All entries shown below must be given again word for word.
+++ Data to use
//! Relay of the backend's event stream to one UI surface.
//!
//! At most one upstream SSE connection is open per relay; asking to open it
//! again while it is still streaming is a no-op. Classified events go into an
//! unbounded channel owned by the caller.

pub mod classify;

use futures::StreamExt;
use tokio::sync::{mpsc, Mutex};
use tokio::task::JoinHandle;
use tracing::{debug, warn};

use crate::error::RelayError;
pub use classify::{classify, EventParser, RelayEvent};

pub struct EventRelay {
    http: reqwest::Client,
    url: String,
    /// Only forward events for this backend session (events that name no
    /// session always pass).
    session_filter: Option<String>,
    sink: mpsc::UnboundedSender<RelayEvent>,
    task: Mutex<Option<JoinHandle<()>>>,
}

impl EventRelay {
    pub fn new(
        base_url: &str,
        event_path: &str,
        session_filter: Option<String>,
        sink: mpsc::UnboundedSender<RelayEvent>,
    ) -> Self {
        Self {
            http: reqwest::Client::builder()
                .no_proxy()
                .build()
                .unwrap_or_default(),
            url: crate::util::join_url(base_url, event_path),
            session_filter,
            sink,
            task: Mutex::new(None),
        }
    }

    /// Open the upstream stream unless one is already running.
    ///
    /// Returns `true` if a new connection was opened, `false` if the existing
    /// one was reused.
    pub async fn ensure_open(&self) -> Result<bool, RelayError> {
        let mut task = self.task.lock().await;
        if task.as_ref().is_some_and(|t| !t.is_finished()) {
            return Ok(false);
        }

        debug!("Opening event stream {}", self.url);
        let response = self
            .http
            .get(&self.url)
            .header(reqwest::header::ACCEPT, "text/event-stream")
            .send()
            .await?;
        if !response.status().is_success() {
            return Err(RelayError::Status(response.status()));
        }

        *task = Some(tokio::spawn(pump(
            response,
            self.session_filter.clone(),
            self.sink.clone(),
        )));
        Ok(true)
    }

    pub async fn is_open(&self) -> bool {
        self.task
            .lock()
            .await
            .as_ref()
            .is_some_and(|t| !t.is_finished())
    }

    /// Drop the upstream connection. Safe to call when nothing is open.
    pub async fn close(&self) {
        if let Some(task) = self.task.lock().await.take() {
            task.abort();
            debug!("Closed event stream {}", self.url);
        }
    }
}

impl Drop for EventRelay {
    fn drop(&mut self) {
        if let Ok(mut task) = self.task.try_lock() {
            if let Some(task) = task.take() {
                task.abort();
            }
        }
    }
}

async fn pump(
    response: reqwest::Response,
    session_filter: Option<String>,
    sink: mpsc::UnboundedSender<RelayEvent>,
) {
    let mut stream = response.bytes_stream();
    let mut parser = EventParser::new();
    while let Some(chunk) = stream.next().await {
        let chunk = match chunk {
            Ok(chunk) => chunk,
            Err(e) => {
                warn!("Event stream error: {e}");
                break;
            }
        };
        for event in parser.push(&chunk) {
            if let (Some(wanted), Some(actual)) =
                (session_filter.as_deref(), classify::event_session_id(&event))
            {
                if wanted != actual {
                    continue;
                }
            }
            let Some(out) = classify(&event) else {
                continue;
            };
            if sink.send(out).is_err() {
                debug!("Relay sink closed, stopping event stream");
                return;
            }
        }
    }
    debug!("Event stream ended");
}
++++++
__Result for this task__:
//! Relay of the backend's event stream to one UI surface.
//!
//! At most one upstream SSE connection is open per relay; asking to open it
//! again while it is still streaming is a no-op. Classified events go into an
//! unbounded channel owned by the caller.

pub mod classify;

use futures::StreamExt;
use tokio::sync::{mpsc, Mutex};
use tokio::task::JoinHandle;
use tracing::{debug, warn};

use crate::error::RelayError;
pub use classify::{classify, EventParser, RelayEvent};

pub struct EventRelay {
    http: reqwest::Client,
    url: String,
    /// Only forward events for this backend session (events that name no
    /// session always pass).
    session_filter: Option<String>,
    sink: mpsc::UnboundedSender<RelayEvent>,
    task: Mutex<Option<JoinHandle<()>>>,
}

impl EventRelay {
    pub fn new(
        base_url: &str,
        event_path: &str,
        session_filter: Option<String>,
        sink: mpsc::UnboundedSender<RelayEvent>,
    ) -> Self {
        Self {
            http: reqwest::Client::builder()
                .no_proxy()
                .build()
                .unwrap_or_default(),
            url: crate::util::join_url(base_url, event_path),
            session_filter,
            sink,
            task: Mutex::new(None),
        }
    }

    /// Open the upstream stream unless one is already running.
    ///
    /// Returns `true` if a new connection was opened, `false` if the existing
    /// one was reused.
    pub async fn ensure_open(&self) -> Result<bool, RelayError> {
        let mut task = self.task.lock().await;
        if task.as_ref().is_some_and(|t| !t.is_finished()) {
            return Ok(false);
        }

        debug!("Opening event stream {}", self.url);
        let response = self
            .http
            .get(&self.url)
            .header(reqwest::header::ACCEPT, "text/event-stream")
            .send()
            .await?;
        if !response.status().is_success() {
            return Err(RelayError::Status(response.status()));
        }

        *task = Some(tokio::spawn(pump(
            response,
            self.session_filter.clone(),
            self.sink.clone(),
        )));
        Ok(true)
    }

    pub async fn is_open(&self) -> bool {
        self.task
            .lock()
            .await
            .as_ref()
            .is_some_and(|t| !t.is_finished())
    }

    /// Drop the upstream connection. Safe to call when nothing is open.
    pub async fn close(&self) {
        if let Some(task) = self.task.lock().await.take() {
            task.abort();
            debug!("Closed event stream {}", self.url);
        }
    }
}

impl Drop for EventRelay {
    fn drop(&mut self) {
        if let Ok(mut task) = self.task.try_lock() {
            if let Some(task) = task.take() {
                task.abort();
            }
        }
    }
}

async fn pump(
    response: reqwest::Response,
    session_filter: Option<String>,
    sink: mpsc::UnboundedSender<RelayEvent>,
) {
    let mut stream = response.bytes_stream();
    let mut parser = EventParser::new();
    while let Some(chunk) = stream.next().await {
        let chunk = match chunk {
            Ok(chunk) => chunk,
            Err(e) => {
                warn!("Event stream error: {e}");
                break;
            }
        };
        for event in parser.push(&chunk) {
            if let (Some(wanted), Some(actual)) =
                (session_filter.as_deref(), classify::event_session_id(&event))
            {
                if wanted != actual {
                    continue;
                }
            }
            let Some(out) = classify(&event) else {
                continue;
            };
            if sink.send(out).is_err() {
                debug!("Relay sink closed, stopping event stream");
                return;
            }
        }
    }
    debug!("Event stream ended");
}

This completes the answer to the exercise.